WHAT YOU WILL DO: Every line of the following records that includes "TraceLayer" should be copied.

=== PROVIDED RECORDS ===

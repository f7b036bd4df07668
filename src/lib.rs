//! Building energy consumption estimation
//!
//! Encodes building and weather attributes and scores them with a previously
//! trained regression model.

pub mod analysis;
pub mod features;
pub mod form;
pub mod model;
pub mod predict;

use serde::{Deserialize, Deserializer, Serialize};
use std::fmt;
use std::path::PathBuf;
use thiserror::Error;

/// Categorical input fields that go through a label encoder
#[derive(Debug, Clone, Copy, PartialEq, Eq, Hash, Serialize, Deserialize)]
pub enum CategoricalField {
    Meter,
    PrimaryUse,
    Season,
}

impl CategoricalField {
    pub const ALL: [CategoricalField; 3] = [
        CategoricalField::Meter,
        CategoricalField::PrimaryUse,
        CategoricalField::Season,
    ];

    /// Column name used in records and feature schemas
    pub fn name(&self) -> &'static str {
        match self {
            CategoricalField::Meter => "meter",
            CategoricalField::PrimaryUse => "primary_use",
            CategoricalField::Season => "season",
        }
    }

    /// File name of the persisted vocabulary
    pub fn vocabulary_file(&self) -> String {
        format!("{}.json", self.name())
    }

    /// Vocabulary the bundled models were trained with (sorted label order)
    pub fn default_vocabulary(&self) -> &'static [&'static str] {
        match self {
            CategoricalField::Meter => &["chilledwater", "electricity", "hotwater", "steam"],
            CategoricalField::PrimaryUse => &[
                "Education",
                "Entertainment/public assembly",
                "Food sales and service",
                "Healthcare",
                "Lodging/residential",
                "Manufacturing/industrial",
                "Office",
                "Other",
                "Parking",
                "Public services",
                "Religious worship",
                "Retail",
                "Services",
                "Technology/science",
                "Utility",
                "Warehouse/storage",
            ],
            CategoricalField::Season => &["Autumn", "Spring", "Summer", "Winter"],
        }
    }
}

impl fmt::Display for CategoricalField {
    fn fmt(&self, f: &mut fmt::Formatter<'_>) -> fmt::Result {
        write!(f, "{}", self.name())
    }
}

/// A single observation to be scored, before encoding
#[derive(Debug, Clone, PartialEq, Serialize, Deserialize)]
pub struct BuildingRecord {
    pub building_id: u32,
    pub meter: String,
    pub primary_use: String,
    pub square_feet: f64,
    pub air_temperature: f64,
    pub cloud_coverage: f64,
    pub precip_depth_1_hr: f64,
    pub sea_level_pressure: f64,
    pub wind_direction: f64,
    pub wind_speed: f64,
    pub relative_humidity: f64,
    pub hour: u8,
    pub dayofweek: u8,
    pub month: u8,
    pub day: u8,
    #[serde(deserialize_with = "deserialize_flag")]
    pub isholiday: bool,
    pub season: String,
    #[serde(deserialize_with = "deserialize_flag")]
    pub isdaytime: bool,
}

impl BuildingRecord {
    /// Raw label for a categorical field
    pub fn category(&self, field: CategoricalField) -> &str {
        match field {
            CategoricalField::Meter => &self.meter,
            CategoricalField::PrimaryUse => &self.primary_use,
            CategoricalField::Season => &self.season,
        }
    }

    /// Load a record from a JSON file
    pub fn from_json_file(path: &str) -> Result<Self> {
        let content = std::fs::read_to_string(path)?;
        serde_json::from_str(&content)
            .map_err(|e| EnergyError::Parse(format!("Invalid record file {}: {}", path, e)))
    }
}

/// Flags arrive as `true`/`false` or as the 0/1 integers the form uses
fn deserialize_flag<'de, D>(deserializer: D) -> std::result::Result<bool, D::Error>
where
    D: Deserializer<'de>,
{
    #[derive(Deserialize)]
    #[serde(untagged)]
    enum Flag {
        Bool(bool),
        Int(i64),
    }

    match Flag::deserialize(deserializer)? {
        Flag::Bool(b) => Ok(b),
        Flag::Int(0) => Ok(false),
        Flag::Int(1) => Ok(true),
        Flag::Int(other) => Err(serde::de::Error::custom(format!(
            "flag must be 0 or 1, got {}",
            other
        ))),
    }
}

/// Model output for a single record
#[derive(Debug, Clone, PartialEq, Serialize, Deserialize)]
pub struct Estimate {
    /// Artifact file name that produced the value
    pub model: String,
    /// Target the model was trained on
    pub target: String,
    /// Raw model output, no rounding or unit conversion
    pub value: f64,
}

/// Application-wide errors
#[derive(Debug, Error)]
pub enum EnergyError {
    #[error("Failed to load {field} vocabulary from {}: {message}", .path.display())]
    VocabularyLoad {
        field: CategoricalField,
        path: PathBuf,
        message: String,
    },

    #[error("Unknown {field} category: {label:?}")]
    UnknownCategory {
        field: CategoricalField,
        label: String,
    },

    #[error("Model not found: {0}")]
    ModelNotFound(String),

    #[error("No model artifacts available. Copy trained models into the models directory first.")]
    NoModels,

    #[error("Failed to load model {name}: {message}")]
    ModelLoad { name: String, message: String },

    #[error("Inference failed: {0}")]
    Inference(String),

    #[error("Configuration error: {0}")]
    Config(String),

    #[error("IO error: {0}")]
    Io(#[from] std::io::Error),

    #[error("CSV error: {0}")]
    Csv(#[from] csv::Error),

    #[error("Parse error: {0}")]
    Parse(String),

    #[error("Plot error: {0}")]
    Plot(String),
}

pub type Result<T> = std::result::Result<T, EnergyError>;

/// Application configuration loaded from config.toml
#[derive(Debug, Clone, Serialize, Deserialize)]
pub struct Config {
    pub artifacts: ArtifactConfig,
    pub plots: PlotConfig,
}

#[derive(Debug, Clone, Serialize, Deserialize)]
pub struct ArtifactConfig {
    /// Directory scanned for model artifacts
    pub models_dir: String,
    /// Extension that marks a file as a model artifact
    pub model_extension: String,
    /// Directory holding one vocabulary file per categorical field
    pub vocabulary_dir: String,
}

#[derive(Debug, Clone, Serialize, Deserialize)]
pub struct PlotConfig {
    pub output_dir: String,
    pub width: u32,
    pub height: u32,
}

impl Default for Config {
    fn default() -> Self {
        Config {
            artifacts: ArtifactConfig {
                models_dir: "models".to_string(),
                model_extension: "mpk".to_string(),
                vocabulary_dir: "vocab".to_string(),
            },
            plots: PlotConfig {
                output_dir: "plots".to_string(),
                width: 1600,
                height: 1600,
            },
        }
    }
}

impl Config {
    pub fn load(path: &str) -> Result<Self> {
        let content = std::fs::read_to_string(path).map_err(|e| {
            EnergyError::Config(format!("Failed to read config file {}: {}", path, e))
        })?;
        toml::from_str(&content)
            .map_err(|e| EnergyError::Config(format!("Failed to parse config: {}", e)))
    }

    pub fn save(&self, path: &str) -> Result<()> {
        let content = toml::to_string_pretty(self)
            .map_err(|e| EnergyError::Config(format!("Failed to serialize config: {}", e)))?;
        std::fs::write(path, content)?;
        Ok(())
    }
}
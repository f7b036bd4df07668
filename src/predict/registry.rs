//! Discovery of model artifacts on disk

use std::path::{Path, PathBuf};

use crate::{ArtifactConfig, Result};

/// Source of selectable model names
pub trait ModelLister {
    /// Model names in display order
    fn list_models(&self) -> Result<Vec<String>>;
}

/// File names in `dir` carrying the artifact `extension`, sorted by name
///
/// Only regular files directly inside `dir` are considered. A directory
/// without matching files yields an empty list.
pub fn list_available_models<P: AsRef<Path>>(dir: P, extension: &str) -> Result<Vec<String>> {
    let extension = extension.trim_start_matches('.');
    let mut names = Vec::new();

    for entry in std::fs::read_dir(dir.as_ref())? {
        let entry = entry?;
        if !entry.file_type()?.is_file() {
            continue;
        }
        let path = entry.path();
        if path.extension().and_then(|e| e.to_str()) != Some(extension) {
            continue;
        }
        if let Some(name) = path.file_name().and_then(|n| n.to_str()) {
            names.push(name.to_string());
        }
    }

    names.sort();
    Ok(names)
}

/// Lists artifacts in a models directory
#[derive(Debug, Clone)]
pub struct DirectoryLister {
    dir: PathBuf,
    extension: String,
}

impl DirectoryLister {
    pub fn new<P: Into<PathBuf>>(dir: P, extension: &str) -> Self {
        DirectoryLister {
            dir: dir.into(),
            extension: extension.to_string(),
        }
    }

    pub fn from_config(config: &ArtifactConfig) -> Self {
        Self::new(&config.models_dir, &config.model_extension)
    }

    pub fn dir(&self) -> &Path {
        &self.dir
    }
}

impl ModelLister for DirectoryLister {
    fn list_models(&self) -> Result<Vec<String>> {
        let names = list_available_models(&self.dir, &self.extension)?;
        log::debug!("Found {} models in {}", names.len(), self.dir.display());
        Ok(names)
    }
}

#[cfg(test)]
mod tests {
    use super::*;

    #[test]
    fn test_empty_directory() {
        let dir = tempfile::tempdir().unwrap();
        let names = list_available_models(dir.path(), "mpk").unwrap();
        assert!(names.is_empty());
    }

    #[test]
    fn test_filters_and_sorts() {
        let dir = tempfile::tempdir().unwrap();
        for name in ["zeta.mpk", "alpha.mpk", "notes.txt", "model.mpk.bak", "mpk"] {
            std::fs::write(dir.path().join(name), b"").unwrap();
        }
        // Subdirectories are never listed, even with a matching name
        std::fs::create_dir(dir.path().join("nested.mpk")).unwrap();

        let names = list_available_models(dir.path(), ".mpk").unwrap();
        assert_eq!(names, vec!["alpha.mpk".to_string(), "zeta.mpk".to_string()]);

        let lister = DirectoryLister::new(dir.path(), "mpk");
        assert_eq!(lister.list_models().unwrap(), names);
    }

    #[test]
    fn test_missing_directory_is_error() {
        let dir = tempfile::tempdir().unwrap();
        assert!(list_available_models(dir.path().join("absent"), "mpk").is_err());
    }
}
//! Exploratory plots rendered to bitmap files

use std::path::Path;

use plotters::coord::Shift;
use plotters::prelude::*;

use super::dataset::Frame;
use super::stats::{
    category_counts, category_means, pearson, sqrt_bins, BoxStats, Histogram, Kde,
};
use crate::{EnergyError, Result};

fn plot_err<E: std::fmt::Display>(e: E) -> EnergyError {
    EnergyError::Plot(e.to_string())
}

/// Pad a degenerate range so the chart has a visible extent
fn padded(lo: f64, hi: f64) -> (f64, f64) {
    if hi > lo {
        (lo, hi)
    } else {
        (lo - 0.5, hi + 0.5)
    }
}

fn label_at(labels: &[String], x: f64) -> String {
    let i = x.floor();
    if i < 0.0 || x - i > 1e-6 {
        return String::new();
    }
    labels.get(i as usize).cloned().unwrap_or_default()
}

/// Box plot strip shared by the distribution and density plots
fn draw_box<DB: DrawingBackend>(
    area: &DrawingArea<DB, Shift>,
    title: &str,
    (x_lo, x_hi): (f64, f64),
    stats: &BoxStats,
) -> Result<()> {
    let mut chart = ChartBuilder::on(area)
        .caption(title, ("sans-serif", 30))
        .margin(10)
        .y_label_area_size(40)
        .build_cartesian_2d(x_lo..x_hi, 0f64..1f64)
        .map_err(plot_err)?;

    chart
        .draw_series(std::iter::once(Rectangle::new(
            [(stats.q1, 0.25), (stats.q3, 0.75)],
            BLUE.mix(0.4).filled(),
        )))
        .map_err(plot_err)?;
    let lines = vec![
        vec![(stats.median, 0.25), (stats.median, 0.75)],
        vec![(stats.whisker_low, 0.5), (stats.q1, 0.5)],
        vec![(stats.q3, 0.5), (stats.whisker_high, 0.5)],
        vec![(stats.whisker_low, 0.35), (stats.whisker_low, 0.65)],
        vec![(stats.whisker_high, 0.35), (stats.whisker_high, 0.65)],
    ];
    chart
        .draw_series(lines.into_iter().map(|l| PathElement::new(l, BLACK)))
        .map_err(plot_err)?;
    chart
        .draw_series(
            stats
                .outliers
                .iter()
                .map(|&x| Circle::new((x, 0.5), 3, BLACK.filled())),
        )
        .map_err(plot_err)?;
    Ok(())
}

fn no_values(column: &str) -> EnergyError {
    EnergyError::Plot(format!("Column {:?} has no values", column))
}

/// Box plot over a histogram of one numeric column, with a density curve
/// scaled to counts
pub fn distribution_plot(
    frame: &Frame,
    column: &str,
    title: &str,
    path: &Path,
    size: (u32, u32),
) -> Result<()> {
    let values = frame.numeric(column)?;
    let hist = Histogram::new(&values, sqrt_bins(values.len())).ok_or_else(|| no_values(column))?;
    let stats = BoxStats::new(&values).ok_or_else(|| no_values(column))?;
    let last_edge = hist.min + hist.width * hist.counts.len() as f64;
    let x_range = padded(hist.min, last_edge);

    // Density times n times bin width is in count units
    let curve: Vec<(f64, f64)> = Kde::new(&values)
        .map(|kde| {
            let scale = kde.len() as f64 * hist.width;
            kde.curve(0.0, 200)
                .into_iter()
                .map(|(x, d)| (x, d * scale))
                .collect()
        })
        .unwrap_or_default();
    let curve_max = curve.iter().map(|p| p.1).fold(0.0, f64::max);

    let root = BitMapBackend::new(path, size).into_drawing_area();
    root.fill(&WHITE).map_err(plot_err)?;
    let (upper, lower) = root.split_vertically(size.1 / 5);

    draw_box(&upper, title, x_range, &stats)?;

    let y_max = (hist.max_count().max(1) as f64).max(curve_max) * 1.05;
    let mut hist_chart = ChartBuilder::on(&lower)
        .margin(10)
        .x_label_area_size(40)
        .y_label_area_size(40)
        .build_cartesian_2d(x_range.0..x_range.1, 0f64..y_max)
        .map_err(plot_err)?;

    hist_chart
        .configure_mesh()
        .disable_x_mesh()
        .x_desc(column)
        .y_desc("Count")
        .draw()
        .map_err(plot_err)?;

    hist_chart
        .draw_series(hist.bins().map(|(lo, hi, count)| {
            Rectangle::new([(lo, 0.0), (hi, count as f64)], BLUE.mix(0.6).filled())
        }))
        .map_err(plot_err)?;
    hist_chart
        .draw_series(LineSeries::new(curve, BLUE.stroke_width(2)))
        .map_err(plot_err)?;

    root.present().map_err(plot_err)?;
    log::info!("Saved distribution plot of {} to {}", column, path.display());
    Ok(())
}

/// Box plot over a kernel density curve of one numeric column
pub fn density_plot(
    frame: &Frame,
    column: &str,
    title: &str,
    path: &Path,
    size: (u32, u32),
) -> Result<()> {
    let values = frame.numeric(column)?;
    let stats = BoxStats::new(&values).ok_or_else(|| no_values(column))?;
    let kde = Kde::new(&values).ok_or_else(|| {
        EnergyError::Plot(format!(
            "Column {:?} needs at least two distinct values for a density",
            column
        ))
    })?;
    let curve = kde.curve(3.0, 200);
    let x_range = match (curve.first(), curve.last()) {
        (Some(first), Some(last)) => padded(first.0, last.0),
        _ => return Err(no_values(column)),
    };
    let y_max = curve.iter().map(|p| p.1).fold(0.0, f64::max) * 1.05;

    let root = BitMapBackend::new(path, size).into_drawing_area();
    root.fill(&WHITE).map_err(plot_err)?;
    let (upper, lower) = root.split_vertically(size.1 / 5);

    draw_box(&upper, title, x_range, &stats)?;

    let mut chart = ChartBuilder::on(&lower)
        .margin(10)
        .x_label_area_size(40)
        .y_label_area_size(60)
        .build_cartesian_2d(x_range.0..x_range.1, 0f64..y_max)
        .map_err(plot_err)?;

    chart
        .configure_mesh()
        .disable_x_mesh()
        .x_desc(column)
        .y_desc("Density")
        .draw()
        .map_err(plot_err)?;

    chart
        .draw_series(LineSeries::new(curve, BLUE.stroke_width(2)))
        .map_err(plot_err)?;

    root.present().map_err(plot_err)?;
    log::info!("Saved density plot of {} to {}", column, path.display());
    Ok(())
}

/// Bar chart of label frequencies in one column
pub fn count_plot(frame: &Frame, column: &str, title: &str, path: &Path, size: (u32, u32)) -> Result<()> {
    let counts = category_counts(&frame.labels(column)?);
    if counts.is_empty() {
        return Err(no_values(column));
    }
    let labels: Vec<String> = counts.iter().map(|(l, _)| l.clone()).collect();
    let y_max = counts.iter().map(|(_, c)| *c).max().unwrap_or(1) as f64 * 1.05;

    let root = BitMapBackend::new(path, size).into_drawing_area();
    root.fill(&WHITE).map_err(plot_err)?;

    let mut chart = ChartBuilder::on(&root)
        .caption(title, ("sans-serif", 30))
        .margin(10)
        .x_label_area_size(60)
        .y_label_area_size(50)
        .build_cartesian_2d(-0.5f64..(counts.len() as f64 - 0.5), 0f64..y_max)
        .map_err(plot_err)?;

    chart
        .configure_mesh()
        .disable_x_mesh()
        .x_labels(counts.len())
        .x_label_formatter(&|x| label_at(&labels, *x))
        .x_desc(column)
        .y_desc("Count")
        .draw()
        .map_err(plot_err)?;

    chart
        .draw_series(counts.iter().enumerate().map(|(i, (_, count))| {
            let x = i as f64;
            Rectangle::new([(x - 0.4, 0.0), (x + 0.4, *count as f64)], GREEN.mix(0.7).filled())
        }))
        .map_err(plot_err)?;

    root.present().map_err(plot_err)?;
    log::info!("Saved count plot of {} to {}", column, path.display());
    Ok(())
}

/// Mean of a numeric column per category, drawn as a line
pub fn trend_plot(
    frame: &Frame,
    category: &str,
    value: &str,
    title: &str,
    path: &Path,
    size: (u32, u32),
) -> Result<()> {
    let means = category_means(&frame.grouped(category, value)?);
    if means.is_empty() {
        return Err(EnergyError::Plot(format!(
            "No rows with both {:?} and {:?}",
            category, value
        )));
    }
    let labels: Vec<String> = means.iter().map(|(l, _)| l.clone()).collect();
    let (y_lo, y_hi) = means
        .iter()
        .fold((f64::INFINITY, f64::NEG_INFINITY), |(lo, hi), (_, m)| {
            (lo.min(*m), hi.max(*m))
        });
    let (y_lo, y_hi) = padded(y_lo, y_hi);
    let margin = (y_hi - y_lo) * 0.05;

    let root = BitMapBackend::new(path, size).into_drawing_area();
    root.fill(&WHITE).map_err(plot_err)?;

    let mut chart = ChartBuilder::on(&root)
        .caption(title, ("sans-serif", 30))
        .margin(10)
        .x_label_area_size(60)
        .y_label_area_size(60)
        .build_cartesian_2d(
            -0.5f64..(means.len() as f64 - 0.5),
            (y_lo - margin)..(y_hi + margin),
        )
        .map_err(plot_err)?;

    chart
        .configure_mesh()
        .x_labels(means.len())
        .x_label_formatter(&|x| label_at(&labels, *x))
        .x_desc(category)
        .y_desc(format!("mean {}", value))
        .draw()
        .map_err(plot_err)?;

    let points: Vec<(f64, f64)> = means
        .iter()
        .enumerate()
        .map(|(i, (_, m))| (i as f64, *m))
        .collect();
    chart
        .draw_series(LineSeries::new(points.iter().copied(), &RED))
        .map_err(plot_err)?;
    chart
        .draw_series(points.iter().map(|&p| Circle::new(p, 4, RED.filled())))
        .map_err(plot_err)?;

    root.present().map_err(plot_err)?;
    log::info!("Saved trend plot of {} by {} to {}", value, category, path.display());
    Ok(())
}

/// Pairwise Pearson correlations between numeric columns
///
/// Undefined coefficients (constant or too-short columns) are NaN.
pub fn correlation_matrix(frame: &Frame, columns: &[&str]) -> Result<Vec<Vec<f64>>> {
    let mut matrix = vec![vec![f64::NAN; columns.len()]; columns.len()];
    for (i, a) in columns.iter().enumerate() {
        for (j, b) in columns.iter().enumerate().skip(i) {
            let r = pearson(&frame.paired(a, b)?).unwrap_or(f64::NAN);
            matrix[i][j] = r;
            matrix[j][i] = r;
        }
    }
    Ok(matrix)
}

/// Diverging colour: blue for -1, white for 0, red for +1
fn heat_color(r: f64) -> RGBColor {
    if !r.is_finite() {
        return RGBColor(200, 200, 200);
    }
    let t = r.clamp(-1.0, 1.0);
    let fade = |full: u8, amount: f64| (255.0 - (255.0 - full as f64) * amount) as u8;
    if t >= 0.0 {
        RGBColor(fade(180, t), fade(30, t), fade(40, t))
    } else {
        RGBColor(fade(30, -t), fade(70, -t), fade(180, -t))
    }
}

/// Annotated heatmap of [`correlation_matrix`]
pub fn correlation_heatmap(
    frame: &Frame,
    columns: &[&str],
    title: &str,
    path: &Path,
    size: (u32, u32),
) -> Result<()> {
    if columns.is_empty() {
        return Err(EnergyError::Plot("No numeric columns to correlate".to_string()));
    }
    let matrix = correlation_matrix(frame, columns)?;
    let n = columns.len();
    let labels: Vec<String> = columns.iter().map(|c| c.to_string()).collect();
    // Rows are drawn top to bottom
    let row_labels: Vec<String> = labels.iter().rev().cloned().collect();

    let root = BitMapBackend::new(path, size).into_drawing_area();
    root.fill(&WHITE).map_err(plot_err)?;

    let mut chart = ChartBuilder::on(&root)
        .caption(title, ("sans-serif", 30))
        .margin(10)
        .x_label_area_size(120)
        .y_label_area_size(160)
        .build_cartesian_2d(-0.5f64..(n as f64 - 0.5), -0.5f64..(n as f64 - 0.5))
        .map_err(plot_err)?;

    chart
        .configure_mesh()
        .disable_mesh()
        .x_labels(n)
        .y_labels(n)
        .x_label_formatter(&|x| label_at(&labels, *x))
        .y_label_formatter(&|y| label_at(&row_labels, *y))
        .draw()
        .map_err(plot_err)?;

    let cells: Vec<(f64, f64, f64)> = (0..n)
        .flat_map(|i| (0..n).map(move |j| (i, j)))
        .map(|(i, j)| (j as f64, (n - 1 - i) as f64, matrix[i][j]))
        .collect();

    chart
        .draw_series(cells.iter().map(|&(x, y, r)| {
            Rectangle::new([(x - 0.5, y - 0.5), (x + 0.5, y + 0.5)], heat_color(r).filled())
        }))
        .map_err(plot_err)?;
    chart
        .draw_series(cells.iter().map(|&(x, y, r)| {
            Text::new(format!("{:.2}", r), (x - 0.15, y), ("sans-serif", 14).into_font())
        }))
        .map_err(plot_err)?;

    root.present().map_err(plot_err)?;
    log::info!("Saved correlation heatmap of {} columns to {}", n, path.display());
    Ok(())
}
//! ChemStock server - chemical inventory reconciliation and allocation.
//!
//! # Architecture
//!
//! - Axum web framework with a JSON API
//! - `PostgreSQL` stock ledger (master records, live stock, audit log)
//! - Actor identity arrives pre-verified from the upstream gateway
//!
//! Migrations are NOT run automatically on startup; run them explicitly via
//! `cargo run -p chemstock-cli -- migrate`.

#![cfg_attr(not(test), forbid(unsafe_code))]

use std::sync::Arc;

use sentry::integrations::tracing as sentry_tracing;
use tower_http::trace::{DefaultOnResponse, OnResponse, TraceLayer};
use tracing::Span;
use tracing_subscriber::{layer::SubscriberExt, util::SubscriberInitExt};

use chemstock_server::config::ServerConfig;
use chemstock_server::db::{self, PgLedger};
use chemstock_server::routes;
use chemstock_server::state::AppState;

/// Initialize Sentry error tracking and return guard that must be kept alive.
fn init_sentry(config: &ServerConfig) -> Option<sentry::ClientInitGuard> {
    let dsn = config.sentry_dsn.as_ref()?;

    let guard = sentry::init((
        dsn.as_str(),
        sentry::ClientOptions {
            release: sentry::release_name!(),
            environment: config
                .sentry_environment
                .clone()
                .map(std::borrow::Cow::Owned),
            sample_rate: config.sentry_sample_rate,
            traces_sample_rate: config.sentry_traces_sample_rate,
            attach_stacktrace: true,
            ..Default::default()
        },
    ));

    tracing::info!("Sentry initialized");
    Some(guard)
}

/// Filter tracing events to Sentry event types.
fn sentry_event_filter(metadata: &tracing::Metadata<'_>) -> sentry_tracing::EventFilter {
    match *metadata.level() {
        tracing::Level::ERROR | tracing::Level::WARN => sentry_tracing::EventFilter::Event,
        tracing::Level::INFO | tracing::Level::DEBUG => sentry_tracing::EventFilter::Breadcrumb,
        _ => sentry_tracing::EventFilter::Ignore,
    }
}

#[tokio::main]
async fn main() {
    dotenvy::dotenv().ok();

    // Load configuration from environment (needed for Sentry init)
    let config = ServerConfig::from_env().expect("Failed to load configuration");

    // Initialize Sentry (must be done before tracing subscriber)
    let _sentry_guard = init_sentry(&config);

    // Initialize tracing with EnvFilter and Sentry integration
    // Defaults to info level for our crate if RUST_LOG is not set
    let env_filter = tracing_subscriber::EnvFilter::try_from_default_env()
        .unwrap_or_else(|_| "chemstock_server=info,tower_http=debug".into());

    // Use JSON format on Fly.io for structured log parsing, text format locally
    let is_fly = std::env::var("FLY_APP_NAME").is_ok();
    let json_layer = is_fly.then(|| tracing_subscriber::fmt::layer().json().flatten_event(true));
    let text_layer = (!is_fly).then(tracing_subscriber::fmt::layer);

    tracing_subscriber::registry()
        .with(env_filter)
        .with(json_layer)
        .with(text_layer)
        .with(sentry_tracing::layer().event_filter(sentry_event_filter))
        .init();

    // Initialize database connection pool
    let pool = db::create_pool(&config.database_url)
        .await
        .expect("Failed to create database pool");
    tracing::info!("Database pool created");

    // Build application state over the PostgreSQL ledger
    let state = AppState::new(config.clone(), Arc::new(PgLedger::new(pool)));

    // Build router
    let app = routes::routes()
        .layer(
            TraceLayer::new_for_http()
                .make_span_with(|request: &axum::http::Request<_>| {
                    tracing::info_span!(
                        "http_request",
                        method = %request.method(),
                        uri = %request.uri(),
                        status = tracing::field::Empty,
                        latency_ms = tracing::field::Empty,
                    )
                })
                .on_response(
                    |response: &axum::http::Response<_>,
                     latency: std::time::Duration,
                     span: &Span| {
                        span.record("status", response.status().as_u16());
                        span.record("latency_ms", latency.as_millis() as u64);
                        DefaultOnResponse::default().on_response(response, latency, span);
                    },
                ),
        )
        .with_state(state)
        // Sentry layers (outermost for full request coverage)
        .layer(sentry_tower::NewSentryLayer::new_from_top())
        .layer(sentry_tower::SentryHttpLayer::new().enable_transaction());

    // Start server
    let addr = config.socket_addr();
    tracing::info!("chemstock listening on http://{}", addr);

    let listener = tokio::net::TcpListener::bind(addr)
        .await
        .expect("Failed to bind to address");

    axum::serve(listener, app)
        .with_graceful_shutdown(shutdown_signal())
        .await
        .expect("Server error");
}

/// Wait for shutdown signal (Ctrl+C or SIGTERM).
async fn shutdown_signal() {
    let ctrl_c = async {
        tokio::signal::ctrl_c()
            .await
            .expect("Failed to install Ctrl+C handler");
    };

    #[cfg(unix)]
    let terminate = async {
        tokio::signal::unix::signal(tokio::signal::unix::SignalKind::terminate())
            .expect("Failed to install signal handler")
            .recv()
            .await;
    };

    #[cfg(not(unix))]
    let terminate = std::future::pending::<()>();

    tokio::select! {
        () = ctrl_c => {},
        () = terminate => {},
    }

    tracing::info!("Shutdown signal received, starting graceful shutdown");
}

===

OUTPUT OF THE TASK:
use tower_http::trace::{DefaultOnResponse, OnResponse, TraceLayer};
            TraceLayer::new_for_http()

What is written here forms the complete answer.